Matthew John Dowd (born May 29, 1961) is an American political pundit and consultant. He was the chief strategist for the Bush–Cheney 2004 presidential campaign and was an ABC News political analyst. On September 29, 2021, he announced a run for lieutenant governor of Texas as a Democrat against the incumbent, Dan Patrick. On December 7, 2021, Dowd announced the end of his campaign.

Early life
Dowd was born in Detroit, Michigan, to an Irish Catholic family. He grew up the third of 11 children; his father was an auto executive and his mother was an elementary school teacher before becoming a homemaker. His parents were Republicans. Dowd attended Cardinal Newman College in St. Louis, Missouri. Dowd attributes his early interest in politics to the Watergate Committee hearings during the summer of 1973 when he was 12 years old.

Career

Political strategist
Dowd volunteered for the campaign of Rep William Broomfield R-MI and, while attending college in St. Louis, Missouri, for the campaign of Governor Joseph P. Teasdale D-Mo. He also worked on the staff of Rep. Dick Gephardt, D-Mo. He began his political career as a Democrat, as a member of Senator Lloyd Bentsen's, D-Tex., Senate and campaign staffs. He also worked for, among others, Texas Lt. Governor Bob Bullock. In 1999, he switched parties to become a Republican.

During the 2002 midterm elections, Dowd was a senior adviser to the Republican National Committee.

During the 2004 presidential election, Dowd was chief strategist for George W. Bush's re-election campaign.

Dowd was the strategist for Arnold Schwarzenegger during his 2006 reelection campaign.

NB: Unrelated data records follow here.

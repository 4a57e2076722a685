use chrono::{DateTime, Utc};
use rust_decimal::Decimal;
use serde::{Deserialize, Serialize};
use uuid::Uuid;

use crate::models::PaymentMethod;

#[derive(Debug, Clone, Copy, PartialEq, Eq, Serialize, Deserialize)]
pub enum ParcelStatus {
    PendingDriverAssignment,
    DriverAssigned,
    AtPickup,
    PendingPayment,
    AwaitingDriverConfirmation,
    InTransit,
    AtDropoff,
    Delivered,
}

impl ParcelStatus {
    pub fn display_text(&self) -> &'static str {
        match self {
            ParcelStatus::PendingDriverAssignment => "Pending Driver Assignment",
            ParcelStatus::DriverAssigned => "Driver Assigned",
            ParcelStatus::AtPickup => "Driver at Pickup",
            ParcelStatus::PendingPayment => "Pending Payment",
            ParcelStatus::AwaitingDriverConfirmation => "Awaiting Driver Confirmation",
            ParcelStatus::InTransit => "In Transit",
            ParcelStatus::AtDropoff => "Driver at Dropoff",
            ParcelStatus::Delivered => "Delivered",
        }
    }
}

#[derive(Debug, Clone, Serialize, Deserialize)]
pub struct ParcelItem {
    pub description: String,
    pub quantity: u32,
}

#[derive(Debug, Clone, Serialize, Deserialize)]
pub struct Parcel {
    pub id: Uuid,
    pub customer_id: Uuid,
    pub driver_id: Option<Uuid>,
    pub pickup_address: String,
    pub dropoff_address: String,
    pub items: Vec<ParcelItem>,
    pub status: ParcelStatus,
    pub delivery_fee: Decimal,
    /// Cash the driver fronts for purchased goods, entered at the pickup
    /// point. Zero means a pure courier job.
    pub goods_cost: Option<Decimal>,
    pub payment_method: Option<PaymentMethod>,
    /// goods_cost + delivery_fee once both are known.
    pub total: Option<Decimal>,
    pub created_at: DateTime<Utc>,
}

2007: Leaving politics, commentator
As reported in The New York Times on April 1, 2007, Dowd had come to feel a deep frustration with and great disappointment in George W. Bush, whom he criticized for failing to call the nation together in a time of war, for ignoring the will of the American public with regard to the Iraq War, for his re-nomination of former UN ambassador John Bolton after his rejected confirmation and for failing to hold Secretary of Defense Donald Rumsfeld accountable for the Abu Ghraib scandal. According to Democracy Now!, Dowd claims to have undergone a change of heart regarding the Iraq War, and adopted a position advocating a withdrawal from that country, after contemplating the likelihood of his own son's deployment to the country, as well as after seeing Bush refuse to meet with anti-war-mother Cindy Sheehan in summer 2005, while he was entertaining Lance Armstrong at his ranch in Crawford, Texas; President Bush had previously met with Sheehan in June 2004. Dowd cited these incidents, as well as Bush's handling of the Hurricane Katrina disaster, as reasons for this change. Upon leaving the Bush administration, Dowd has not been on speaking terms with former White House political adviser Karl Rove. Sidney Blumenthal, in an opinion piece in Salon, titled "Matthew Dowd's not-so-miraculous conversion", described Dowd as an "opportunist".

In December 2007, he was introduced on ABC's Good Morning America as its new political contributor. He also appears on the same network's This Week with George Stephanopoulos.

On December 2, 2010, Dowd penned an opinion piece in the National Journal defending WikiLeaks, writing that, "Republicans and Democrats seem to agree on a few things: That the government, in the name of fighting terrorism, has the right to listen in on all of our phone conversations and read our e-mails, even if it has no compelling reason for doing so."

Dowd is a founding partner of Vianovo, a strategy consultancy. He has taught at the University of Texas Lyndon B. Johnson School of Public Affairs. As of 2015, he is also a visiting Fellow at the University of Chicago Institute of Politics.

He is co-author of the New York Times bestseller Applebee's America: How Successful Political, Business and Religious Leaders Connect with the New American Community. His book A New  Way: Embracing the Paradox as We Lead and Serve was released in 2017.

Dowd has criticized former President Trump's Twitter use as being dangerous, impulsive and counterproductive. Dowd was especially upset with tweets aimed at the leader of North Korea.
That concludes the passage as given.